Anya Kamenetz (born September 15, 1980 in Baltimore) is an American writer living in Brooklyn, New York City. She is a staff writer for Fast Company magazine and a columnist for Tribune Media . During 2005 she wrote a column for The Village Voice called "Generation Debt: The New Economics of Being Young". Her first book, Generation Debt, was published by Riverhead Books in February 2006. Her writing has also appeared in New York Magazine, The New York Times, The Washington Post, Salon, The Nation, the The Forward newspaper, and Vegetarian Times.
In 2009 Kamenetz wrote a column called "How Web-Savvy Edupunks Are Transforming American Higher Education"[1] and in 2010 a book on the subject titled DIY U: Edupunks, Edupreneurs, and the Coming Transformation of Higher Education. In 2010 she was named a Game Changer in Education by the Huffington Post.
She is the daughter of Rodger Kamenetz, author of The Jew in the Lotus and other books on spirituality, and Moira Crone, fiction writer and author of Dream State and A Period of Confinement. Kamenetz grew up in Baton Rouge and New Orleans and graduated from Benjamin Franklin High School and Yale College in 2002.[2]

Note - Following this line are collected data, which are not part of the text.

use crate::StoreError;
use std::io::Write;

/// Pulls artifact bytes from the upstream URL of a remote store.
///
/// Returns `Ok(false)` when the upstream does not have the resource.
pub trait RemoteFetcher: Send + Sync {
    fn fetch(&self, url: &str, dest: &mut dyn Write) -> Result<bool, StoreError>;
}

Generation Debt argues that student loans, credit card debt, the changing job market, and fiscal irresponsibility imperil the future economic prospects of the current generation, which is the first American generation not to do better financially than their parents.[3]
Some critics of Generation Debt have held that Kamenetz is not critical enough of her own perspective. A writer at Slate wrote, "it's not that the author misdiagnose[s] ills that affect our society. It's just that [she] lack[s] the perspective to add any great insight."[4]